Although PTX is most commonly due to laceration of lung parenchyma, room air may enter the pleural space if the thoracentesis needle is open to room air when a spontaneously breathing patient takes a deep breath. (Intrapleural pressure is subatmospheric.) The PTX may be small and asymptomatic, resolving spontaneously, or large and associated with respiratory compromise, requiring chest tube drainage. Hemorrhage can occur from laceration of an intercostal artery or inadvertent puncture of the liver or spleen even if coagulation studies are normal. The risk of intercostal artery laceration is greatest in the elderly because of increased tortuosity of their vessels. This last complication is potentially lethal, and open thoracotomy may be required to control the bleeding.
Hypotension may occur during the procedure (as part of a vasovagal reaction or tension PTX) or hours after the procedure (most likely due to reaccumulation of fluid into the pleural space or the pulmonary parenchyma from the intravascular space). Hypotension in the latter settings responds to volume expansion; it can usually be prevented by limiting pleural fluid drainage to 1.5 L or less. Other major complications are rare, and include implantation of tumor along the needle tract of a previously performed thoracentesis, venous and cerebral air embolism (so-called pleural shock) [10,11], and inadvertent placement of a sheared-off catheter into the pleural space [1].
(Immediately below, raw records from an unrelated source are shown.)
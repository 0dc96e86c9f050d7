use super::*;
use rust_decimal::Decimal;

struct Greeter {
    greeting: String,
}

impl Callable for Greeter {
    fn params(&self) -> Params {
        Params::Fixed(vec![ValueType::String])
    }

    fn invoke(&self, args: Vec<Value>) -> Result<Value, CallError> {
        let name = args.first().and_then(Value::as_str).unwrap_or("nobody");
        Ok(Value::String(format!("{} {name}", self.greeting)))
    }
}

#[test]
fn params_come_from_closure_signature() {
    let mut reg = Registry::new();
    reg.register("none", || 1)
        .register("two", |_: i32, _: Decimal| true)
        .register("four", |_: String, _: bool, _: Value, _: Option<i32>| ())
        .register_variadic("many", |Variadic(xs): Variadic<String>| xs.len() as i32);

    assert_eq!(reg.lookup("none")[0].params(), &Params::Fixed(vec![]));
    assert_eq!(
        reg.lookup("two")[0].params(),
        &Params::Fixed(vec![ValueType::Int, ValueType::Decimal])
    );
    assert_eq!(
        reg.lookup("four")[0].params(),
        &Params::Fixed(vec![
            ValueType::String,
            ValueType::Bool,
            ValueType::Any,
            ValueType::Int
        ])
    );
    assert_eq!(reg.lookup("many")[0].params(), &Params::Variadic(ValueType::String));
    assert_eq!(reg.lookup("many")[0].arity(), None);
}

#[test]
fn lookup_keeps_registration_order() {
    let mut reg = Registry::new();
    reg.register("f", |a: i32| a).register("f", |a: i32, b: i32| a + b);
    let found = reg.lookup("f");
    assert_eq!(found.len(), 2);
    assert_eq!(found[0].arity(), Some(1));
    assert_eq!(found[1].arity(), Some(2));
    assert!(reg.lookup("missing").is_empty());
    assert!(reg.contains("f"));
    assert_eq!(reg.len(), 2);
    assert_eq!(reg.names(), ["f"]);
}

#[test]
fn typed_closures_cast_their_arguments() {
    let mut reg = Registry::new();
    reg.register("add", |a: i32, b: i32| a + b);
    let add = &reg.lookup("add")[0];
    assert_eq!(add.invoke(vec![Value::Int(2), Value::Int(3)]).unwrap(), Value::Int(5));

    let err = add
        .invoke(vec![Value::Int(2), Value::String("x".into())])
        .unwrap_err();
    assert!(matches!(
        err,
        CallError::Argument {
            index: 1,
            expected: "int",
            found: "string"
        }
    ));

    let err = add.invoke(vec![Value::Int(2)]).unwrap_err();
    assert!(matches!(err, CallError::Arity { expected: 2, found: 1 }));
}

#[test]
fn fallible_closures_report_failure() {
    let mut reg = Registry::new();
    reg.register("fail", |_: i32| -> Result<i32, CallError> {
        Err(CallError::failed("nope"))
    });
    let err = reg.lookup("fail")[0].invoke(vec![Value::Int(1)]).unwrap_err();
    assert_eq!(err.to_string(), "nope");
}

#[test]
fn variadic_collects_every_argument() {
    let mut reg = Registry::new();
    reg.register_variadic("sum", |Variadic(xs): Variadic<i32>| xs.iter().sum::<i32>());
    let sum = &reg.lookup("sum")[0];
    assert_eq!(sum.invoke(vec![]).unwrap(), Value::Int(0));
    assert_eq!(
        sum.invoke(vec![Value::Int(1), Value::Int(2), Value::Int(3)])
            .unwrap(),
        Value::Int(6)
    );
    let err = sum
        .invoke(vec![Value::Int(1), Value::Bool(true)])
        .unwrap_err();
    assert!(matches!(err, CallError::Argument { index: 1, .. }));
}

#[test]
fn host_callables_keep_their_state() {
    let mut reg = Registry::new();
    reg.register_callable(
        "greet",
        Greeter {
            greeting: "hello".into(),
        },
    );
    let out = reg.lookup("greet")[0]
        .invoke(vec![Value::String("ada".into())])
        .unwrap();
    assert_eq!(out, Value::String("hello ada".into()));
}

#[test]
fn params_render_for_diagnostics() {
    assert_eq!(
        Params::Fixed(vec![ValueType::Int, ValueType::Decimal]).to_string(),
        "(int, decimal)"
    );
    assert_eq!(Params::Variadic(ValueType::Int).to_string(), "(int...)");
}

#[test]
fn registry_is_shareable_across_threads() {
    fn assert_send_sync<T: Send + Sync>() {}
    assert_send_sync::<Registry>();
    assert_send_sync::<Descriptor>();
}
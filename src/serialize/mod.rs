//! Tagged JSON form of expression trees.
//!
//! Every node is a JSON object whose `$type` field names its kind:
//!
//! | `$type`         | fields                                 |
//! |-----------------|----------------------------------------|
//! | `function`      | `function`, `arguments`                |
//! | `access`        | `node`, `index`, `nulled`              |
//! | `value_string`  | `value` (string)                       |
//! | `value_int`     | `value` (integer within 32 bits)       |
//! | `value_decimal` | `value` (number, exact digits)         |
//! | `value_bool`    | `value` (bool)                         |

mod codec;

use crate::ast::Node;

pub use codec::{decode, encode};

use serde::Deserialize;

/// Malformed serialized tree. `path` locates the offending node (`$.arguments[1].node`).
#[derive(thiserror::Error, Debug)]
pub enum FormatError {
    /// Input is not valid JSON, or output could not be written.
    #[error("invalid json: {0}")]
    Json(#[from] serde_json::Error),

    /// A node position holds something other than an object.
    #[error("{path}: expected a node object")]
    NotAnObject {
        /// JSON path of the node.
        path: String,
    },

    /// `$type` names no known node kind.
    #[error("{path}: unknown node type '{tag}'")]
    UnknownDiscriminator {
        /// JSON path of the node.
        path: String,
        /// Discriminator found.
        tag: String,
    },

    /// A required field is absent.
    #[error("{path}: missing field '{field}'")]
    MissingField {
        /// JSON path of the node.
        path: String,
        /// Field name.
        field: String,
    },

    /// Calls and accesses nest deeper than the configured limit.
    #[error("{path}: tree nests deeper than {limit} levels")]
    TooDeep {
        /// JSON path of the first node past the limit.
        path: String,
        /// Limit in effect.
        limit: usize,
    },

    /// A field has the wrong JSON type or an unrepresentable value.
    #[error("{path}: field '{field}' must be {expected}")]
    InvalidField {
        /// JSON path of the node.
        path: String,
        /// Field name.
        field: String,
        /// Accepted shape.
        expected: &'static str,
    },
}

/// Serializer configuration.
#[derive(Clone, Copy, Debug, PartialEq, Eq, serde::Serialize, serde::Deserialize)]
#[serde(default)]
pub struct SerializerOpts {
    /// Indent the output.
    pub pretty: bool,
    /// Deepest nesting of calls and accesses accepted when decoding. Matches the parser's
    /// default, so every tree it accepts round-trips.
    pub max_depth: usize,
}

impl Default for SerializerOpts {
    fn default() -> Self {
        Self {
            pretty: true,
            max_depth: 128,
        }
    }
}

/// Converts trees to and from JSON text.
#[derive(Clone, Copy, Debug, Default)]
pub struct AstSerializer {
    opts: SerializerOpts,
}

impl AstSerializer {
    /// Serializer with default options.
    pub fn new() -> Self {
        Self::default()
    }

    /// Serializer with explicit options.
    pub fn with_opts(opts: SerializerOpts) -> Self {
        Self { opts }
    }

    /// Options in effect.
    pub fn opts(&self) -> SerializerOpts {
        self.opts
    }

    /// Encode `node` as JSON text.
    pub fn serialize(&self, node: &Node) -> Result<String, FormatError> {
        let json = encode(node);
        let text = if self.opts.pretty {
            serde_json::to_string_pretty(&json)?
        } else {
            serde_json::to_string(&json)?
        };
        Ok(text)
    }

    /// Decode JSON text. Fails without a partial tree.
    pub fn deserialize(&self, text: &str) -> Result<Node, FormatError> {
        let mut de = serde_json::Deserializer::from_str(text);
        de.disable_recursion_limit();
        let json = serde_json::Value::deserialize(serde_stacker::Deserializer::new(&mut de))?;

        // A tree of height n encodes to at most 2n + 1 nested containers. One level of slack
        // lets the decoder name the first node past the limit.
        let limit = self.opts.max_depth;
        if codec::nesting(&json) > limit.saturating_add(1).saturating_mul(2).saturating_add(1) {
            codec::dispose(json);
            return Err(FormatError::TooDeep {
                path: "$".to_owned(),
                limit,
            });
        }
        de.end()?;
        codec::decode_bounded(&json, limit)
    }
}
use crate::ast::Node;
use crate::foundation::error::{CompoError, CompoResult};
use crate::runtime::{EvalOptions, Evaluator, Registry, Value};
use crate::serialize::{AstSerializer, SerializerOpts};
use crate::syntax::{ParseOptions, Parser};
use std::sync::{Arc, OnceLock};

/// Options for every stage, loadable from JSON. Absent fields take their defaults.
#[derive(Clone, Copy, Debug, Default, PartialEq, Eq, serde::Serialize, serde::Deserialize)]
#[serde(default)]
pub struct EngineConfig {
    /// Parser options.
    pub parse: ParseOptions,
    /// Evaluator options.
    pub eval: EvalOptions,
    /// Serializer options.
    pub serializer: SerializerOpts,
}

impl EngineConfig {
    /// Load a configuration document.
    pub fn from_json_str(text: &str) -> CompoResult<Self> {
        serde_json::from_str(text).map_err(|e| CompoError::config(e.to_string()))
    }
}

/// Host-facing bundle of a registry and configuration.
///
/// Registration happens through [`Engine::registry_mut`] before evaluating; evaluation borrows
/// the registry immutably, so the two cannot interleave.
///
/// When parallel batches ask for a dedicated pool size, the pool is built on first use and
/// shared by every later batch (and by clones of the engine).
#[derive(Clone, Debug, Default)]
pub struct Engine {
    registry: Registry,
    config: EngineConfig,
    pool: OnceLock<Option<Arc<rayon::ThreadPool>>>,
}

impl Engine {
    /// Engine over `registry` with default configuration.
    pub fn new(registry: Registry) -> Self {
        Self::with_config(registry, EngineConfig::default())
    }

    /// Engine over `registry` with explicit configuration.
    pub fn with_config(registry: Registry, config: EngineConfig) -> Self {
        Self {
            registry,
            config,
            pool: OnceLock::new(),
        }
    }

    /// Engine preloaded with the built-in function library.
    pub fn with_std() -> Self {
        Self::new(Registry::with_std())
    }

    /// Configuration in effect.
    pub fn config(&self) -> &EngineConfig {
        &self.config
    }

    /// Function registry.
    pub fn registry(&self) -> &Registry {
        &self.registry
    }

    /// Function registry, for registration.
    pub fn registry_mut(&mut self) -> &mut Registry {
        &mut self.registry
    }

    /// Parser configured by this engine.
    pub fn parser(&self) -> Parser {
        Parser::with_opts(self.config.parse)
    }

    /// Evaluator over this engine's registry.
    pub fn evaluator(&self) -> Evaluator<'_> {
        let evaluator = Evaluator::with_opts(&self.registry, self.config.eval);
        match self.pool() {
            Some(pool) => evaluator.with_pool(pool),
            None => evaluator,
        }
    }

    fn pool(&self) -> Option<&rayon::ThreadPool> {
        let eval = self.config.eval;
        let threads = eval.threads.filter(|_| eval.parallel)?;
        self.pool.get_or_init(|| build_pool(threads)).as_deref()
    }

    /// Serializer configured by this engine.
    pub fn serializer(&self) -> AstSerializer {
        AstSerializer::with_opts(self.config.serializer)
    }

    /// Parse expression text.
    pub fn parse(&self, src: &str) -> CompoResult<Node> {
        Ok(self.parser().parse(src)?)
    }

    /// Evaluate a parsed tree.
    pub fn evaluate(&self, node: &Node) -> CompoResult<Value> {
        Ok(self.evaluator().evaluate(node)?)
    }

    /// Parse and evaluate in one step.
    #[tracing::instrument(level = "debug", skip(self))]
    pub fn eval_str(&self, src: &str) -> CompoResult<Value> {
        let node = self.parse(src)?;
        self.evaluate(&node)
    }

    /// Parse every expression, then evaluate them as one batch.
    ///
    /// Fails on the first parse error; evaluation results are reported per expression.
    pub fn eval_batch<S: AsRef<str>>(&self, sources: &[S]) -> CompoResult<Vec<CompoResult<Value>>> {
        let nodes = sources
            .iter()
            .map(|s| self.parse(s.as_ref()))
            .collect::<CompoResult<Vec<_>>>()?;
        Ok(self
            .evaluator()
            .evaluate_batch(&nodes)
            .into_iter()
            .map(|r| r.map_err(CompoError::from))
            .collect())
    }

    /// Serialize a tree with the configured output style.
    pub fn encode(&self, node: &Node) -> CompoResult<String> {
        Ok(self.serializer().serialize(node)?)
    }

    /// Deserialize a tree.
    pub fn decode(&self, text: &str) -> CompoResult<Node> {
        Ok(self.serializer().deserialize(text)?)
    }
}

fn build_pool(threads: usize) -> Option<Arc<rayon::ThreadPool>> {
    match rayon::ThreadPoolBuilder::new()
        .num_threads(threads.max(1))
        .build()
    {
        Ok(pool) => {
            tracing::debug!(threads, "built evaluation pool");
            Some(Arc::new(pool))
        }
        Err(err) => {
            tracing::warn!(%err, threads, "failed to build evaluation pool, using global pool");
            None
        }
    }
}

#[cfg(test)]
#[path = "../tests/unit/engine.rs"]
mod tests;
Minor complications include dry tap or insufficient fluid, pain, subcutaneous hematoma or seroma, anxiety, dyspnea, and cough [2]. Reported rates for these minor complications range from 16% to 63% and depend on the method used to perform the procedure, with higher rates associated with the catheter-through-needle technique [2,3]. Dry tap and insufficient fluid are technical problems, and they expose the patient to increased risk of morbidity because of the need to perform a repeat thoracentesis. Under these circumstances, it is recommended that the procedure be repeated under direct sonographic guidance. Pain may originate from parietal pleural nerve endings from inadequate local anesthesia, inadvertent scraping of rib periosteum, or piercing an intercostal nerve during a misdirected needle thrust.